Solves: global latency. Without a CDN, every redirect from Tokyo travels to our US-East data center and back — 200ms minimum on physics alone. A CDN turns that into 20ms for the head of the long-tail distribution, which is most of the traffic.

Load Balancer

The traffic cop. Sits in front of both write and read app servers, distributes incoming HTTP, and yanks unhealthy backends out of rotation via health checks every few seconds. Round-robin is fine to start; switch to least-connections once we have enough nodes that load skew matters.

Solves: single-server bottleneck and single-server failure. Without an LB, one app crash takes down the whole service. With it, we lose 1/N of capacity for a few seconds until health checks fail the bad node out.

Write App Server

Stateless service that handles POST /api/v1/urls. The flow per request: validate input → ask KGS for an unused key → write (hash, original_url, ...) to the URL DB → return the short URL. Total budget: under 100ms. Scaling is easy because it's stateless — add pods behind the LB.

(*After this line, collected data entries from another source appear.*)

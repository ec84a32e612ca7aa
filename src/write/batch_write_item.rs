use crate::common;

use aws_sdk_dynamodb::{Client, error, operation, types};
use indexmap::IndexMap;
use serde::Serialize;
use serde_dynamo::{Error, Result, to_item};
use std::collections;

/// A single request within a batch write operation.
#[derive(Clone, Debug, PartialEq)]
pub enum BatchWriteRequest<T> {
    /// Delete the item with the given primary key.
    Delete(common::key::PrimaryKey<T>),
    /// Put the item, replacing any existing item with the same key.
    Put(T),
}

impl<T: Serialize> TryFrom<BatchWriteRequest<T>> for types::WriteRequest {
    type Error = Error;

    fn try_from(request: BatchWriteRequest<T>) -> Result<Self> {
        let builder = match request {
            BatchWriteRequest::Delete(key) => {
                let key = key.try_into()?;
                let delete_request = types::DeleteRequest::builder()
                    .set_key(Some(key))
                    .build()
                    .unwrap();
                Self::builder().set_delete_request(Some(delete_request))
            }
            BatchWriteRequest::Put(item) => {
                let item = to_item(item)?;
                let put_request = types::PutRequest::builder()
                    .set_item(Some(item))
                    .build()
                    .unwrap();
                Self::builder().set_put_request(Some(put_request))
            }
        };
        Ok(builder.build())
    }
}

/// Batch write item operation.
///
/// ```rust,no_run
/// use aws_sdk_dynamodb::Client;
/// use dynamodb_futures::{common, write};
/// use indexmap::IndexMap;
/// use serde_json::json;
///
/// # async fn example(client: &Client) -> Result<(), Box<dyn std::error::Error>> {
/// let batch_write = write::batch_write_item::BatchWriteItem {
///     request_items: IndexMap::from([(
///         "users".to_string(),
///         vec![
///             write::batch_write_item::BatchWriteRequest::Put(
///                 json!({"id": "1", "name": "John"}),
///             ),
///             write::batch_write_item::BatchWriteRequest::Delete(
///                 common::key::PrimaryKey::new("id", json!("2")),
///             ),
///         ],
///     )]),
///     ..Default::default()
/// };
/// batch_write.send(client).await?;
/// # Ok(())
/// # }
/// ```
#[derive(Clone, Debug, Default, PartialEq)]
pub struct BatchWriteItem<T> {
    /// A map of table names to lists of write requests.
    pub request_items: IndexMap<String, Vec<BatchWriteRequest<T>>>,
    /// Whether to return the consumed capacity information.
    pub return_consumed_capacity: Option<types::ReturnConsumedCapacity>,
    /// Whether to return item collection metrics.
    pub return_item_collection_metrics: Option<types::ReturnItemCollectionMetrics>,
}

impl<T> BatchWriteItem<T> {
    /// Build a batch write request from its loose parameters.
    pub fn new(request_items: IndexMap<String, Vec<BatchWriteRequest<T>>>) -> Self {
        Self {
            request_items,
            return_consumed_capacity: None,
            return_item_collection_metrics: None,
        }
    }
}

impl<T: Serialize> TryFrom<BatchWriteItem<T>> for operation::batch_write_item::BatchWriteItemInput {
    type Error = Error;

    fn try_from(batch_write_item: BatchWriteItem<T>) -> Result<Self> {
        let mut request_items =
            collections::HashMap::with_capacity(batch_write_item.request_items.len());
        for (table_name, table_requests) in batch_write_item.request_items {
            let mut serialized_requests = Vec::with_capacity(table_requests.len());
            for request in table_requests {
                let request = request.try_into()?;
                serialized_requests.push(request);
            }
            request_items.insert(table_name, serialized_requests);
        }
        let input = Self::builder()
            .set_request_items(Some(request_items))
            .set_return_consumed_capacity(batch_write_item.return_consumed_capacity)
            .set_return_item_collection_metrics(batch_write_item.return_item_collection_metrics)
            .build()
            .unwrap();
        Ok(input)
    }
}

impl<T: Serialize> BatchWriteItem<T> {
    /// Execute the batch write item operation.
    ///
    /// Unprocessed items are returned as-is in the output; the request is
    /// never split or retried here.
    #[cfg_attr(
        feature = "tracing",
        tracing::instrument(name = "dynamodb_futures.batch_write_item", skip_all, err)
    )]
    pub async fn send(
        self,
        client: &Client,
    ) -> Result<
        operation::batch_write_item::BatchWriteItemOutput,
        error::SdkError<operation::batch_write_item::BatchWriteItemError>,
    > {
        let input: operation::batch_write_item::BatchWriteItemInput =
            self.try_into().map_err(error::BuildError::other)?;
        client
            .batch_write_item()
            .set_request_items(input.request_items)
            .set_return_consumed_capacity(input.return_consumed_capacity)
            .set_return_item_collection_metrics(input.return_item_collection_metrics)
            .send()
            .await
    }
}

Solves: isolating the heavy lifting (key generation, DB write) behind a clean API surface. Without a dedicated write tier, write traffic would compete with the much larger read traffic for app server CPU — causing reads to slow down whenever a write spike hits.

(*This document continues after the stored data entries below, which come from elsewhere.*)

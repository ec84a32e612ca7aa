use crate::write;

use aws_sdk_dynamodb::{Client, error, operation, types};
use serde::Serialize;
use serde_dynamo::{Error, Result, to_item};

/// Put item operation.
///
/// ```rust,no_run
/// use aws_sdk_dynamodb::Client;
/// use dynamodb_futures::write;
/// use serde_json::json;
///
/// # async fn example(client: &Client) -> Result<(), Box<dyn std::error::Error>> {
/// let put_item = write::put_item::PutItem::new(
///     "users",
///     json!({"id": "1", "name": "John"}),
///     None,
/// );
/// put_item.send(client).await?;
/// # Ok(())
/// # }
/// ```
#[derive(Clone, Debug, Default, PartialEq)]
pub struct PutItem<T> {
    /// The item to put into the table.
    pub item: T,
    /// Write arguments (table name, return values, metrics flags).
    pub write_args: write::common::WriteArgs,
}

impl<T> PutItem<T> {
    /// Build a put item request from its loose parameters.
    pub fn new(
        table_name: impl Into<String>,
        item: T,
        return_values: Option<types::ReturnValue>,
    ) -> Self {
        Self {
            item,
            write_args: write::common::WriteArgs::new(table_name, return_values),
        }
    }
}

impl<T: Serialize> TryFrom<PutItem<T>> for operation::put_item::PutItemInput {
    type Error = Error;

    fn try_from(put_item: PutItem<T>) -> Result<Self> {
        let item = to_item(put_item.item)?;
        let input = Self::builder()
            .set_item(Some(item))
            .set_return_consumed_capacity(put_item.write_args.return_consumed_capacity)
            .set_return_item_collection_metrics(
                put_item.write_args.return_item_collection_metrics,
            )
            .set_return_values(put_item.write_args.return_values)
            .set_table_name(Some(put_item.write_args.table_name))
            .build()
            .unwrap();
        Ok(input)
    }
}

impl<T: Serialize> PutItem<T> {
    /// Execute the put item operation.
    pub async fn send(
        self,
        client: &Client,
    ) -> Result<
        operation::put_item::PutItemOutput,
        error::SdkError<operation::put_item::PutItemError>,
    > {
        let input: operation::put_item::PutItemInput =
            self.try_into().map_err(error::BuildError::other)?;
        client
            .put_item()
            .set_item(input.item)
            .set_return_consumed_capacity(input.return_consumed_capacity)
            .set_return_item_collection_metrics(input.return_item_collection_metrics)
            .set_return_values(input.return_values)
            .set_table_name(input.table_name)
            .send()
            .await
    }
}

#[cfg(test)]
mod tests {
    use super::*;

    use rstest::rstest;
    use serde_json::{Value, json};
    use std::collections;

    #[rstest]
    #[case::loose_form(
        PutItem::new("a", json!({"b": "c"}), None),
        operation::put_item::PutItemInput::builder()
            .set_item(
                Some(
                    collections::HashMap::from(
                        [(
                            "b".to_string(),
                            types::AttributeValue::S("c".to_string()),
                        )]
                    )
                )
            )
            .table_name("a")
            .build()
            .unwrap()
    )]
    #[case::full(
        PutItem {
            item: json!({"a": 1}),
            write_args: write::common::WriteArgs {
                return_consumed_capacity: Some(
                    types::ReturnConsumedCapacity::Total
                ),
                return_item_collection_metrics: Some(
                    types::ReturnItemCollectionMetrics::Size
                ),
                return_values: Some(types::ReturnValue::AllOld),
                table_name: "b".to_string(),
            },
        },
        operation::put_item::PutItemInput::builder()
            .set_item(
                Some(
                    collections::HashMap::from(
                        [(
                            "a".to_string(),
                            types::AttributeValue::N("1".to_string()),
                        )]
                    )
                )
            )
            .return_consumed_capacity(types::ReturnConsumedCapacity::Total)
            .return_item_collection_metrics(types::ReturnItemCollectionMetrics::Size)
            .return_values(types::ReturnValue::AllOld)
            .table_name("b")
            .build()
            .unwrap()
    )]
    fn test_put_item(
        #[case] put_item: PutItem<Value>,
        #[case] expected: operation::put_item::PutItemInput,
    ) {
        let actual: operation::put_item::PutItemInput = put_item.try_into().unwrap();
        assert_eq!(actual, expected);
    }
}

Key Generation Service (KGS)

A standalone service whose only job is to pre-generate random 6-character base62 keys and stockpile them in the Key DB. It runs on its own cadence — say batches of 10K keys every minute — and serves keys to write app servers from an in-memory queue. When a key is handed out, it's atomically moved from the "unused" pool to the "used" pool. With 56.8 billion possible keys and 200 writes/sec, the pool will outlast 5 years easily.

Solves: the core write-path problem. Without KGS, every write must do "generate hash → check DB for collision → retry if dup → insert", which is two round trips minimum and gets worse as the namespace fills up. With KGS, the write path is one round trip with zero collision risk by construction.

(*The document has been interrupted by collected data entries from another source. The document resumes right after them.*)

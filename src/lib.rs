//! Wander - dungeon crawler core library
//!
//! Turn-based ATB combat and the looped-board dungeon run, exposed for a UI
//! shell, the balance simulator and tests.

pub mod character;
pub mod combat;
pub mod core;
pub mod dungeon;
pub mod items;
pub mod simulator;
pub mod utils;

What if KGS dies? Single point of failure — solved by running an active-standby pair. Each write app server also caches a small batch of keys locally (~100 keys), so a 30-second KGS outage doesn't stop creates.

Key DB (KGS storage)

Two tables: unused_keys (the pool waiting to be claimed) and used_keys (already assigned). At 6 bytes per key × 56.8B keys this is ~341GB if we ever fully populate it — but in practice we only keep maybe 1M unused keys ahead of demand, so it's tiny. A simple key-value store works fine.

Solves: persisting the pool so KGS can restart without losing keys. If KGS held keys only in memory and crashed, we'd lose 10K unallocated keys per restart — acceptable, but persisting them lets us also support fancier schemes like "reserve a key for 5 minutes for a logged-in user".

Read App Server

Stateless service that handles GET /:url_key. The flow per request: parse hash from URL → check cache → on hit, return 302; on miss, query URL DB, populate cache, return 302 → emit a click event to telemetry. Latency budget: under 50ms. Scaled aggressively because read traffic is 100× write traffic.

Solves: serving the redirect workload at scale without touching the write path. Splitting reads from writes lets each tier scale independently — 50 read pods and 5 write pods, not 55 of each.

Cache (Memcached / Redis)

An in-memory key-value store holding the hottest 20% of URL mappings — about 170GB. Read flow: app server sends GET hash → cache returns the long URL in microseconds. Eviction policy: LRU — the least-recently-viewed mapping gets evicted first. Replicated for fault tolerance and to spread the load (no single cache node serves all 20K req/sec).

Solves: the 20K req/sec problem. Without a cache, every redirect hits the DB. With it, 80% of requests never touch the DB — letting the DB tier stay sized for the cold-tail 4K req/sec instead of the full 20K.

URL DB (Cassandra / DynamoDB)

The source of truth — a partitioned, replicated NoSQL key-value store holding all 30 billion (hash → original_url) mappings. Sharded by hash via consistent hashing, with each shard replicated 3× across availability zones. Cassandra's quorum reads (R=2, W=2, N=3) give us strong-enough consistency without sacrificing availability.

Solves: durable storage that scales horizontally. A single MySQL box maxes out around 1TB of healthy operation; we need 15TB. Cassandra spreads it across dozens of nodes and handles node failures automatically.

Cleanup Service

A background worker that scans the URL DB for expired entries (every link has an expiration_date) and either soft-deletes them or fully removes them, returning the freed key to the KGS unused pool for recycling. Runs in low-traffic windows. Also lazily expires URLs on read — if a read app server fetches an expired URL, it deletes it and returns 404.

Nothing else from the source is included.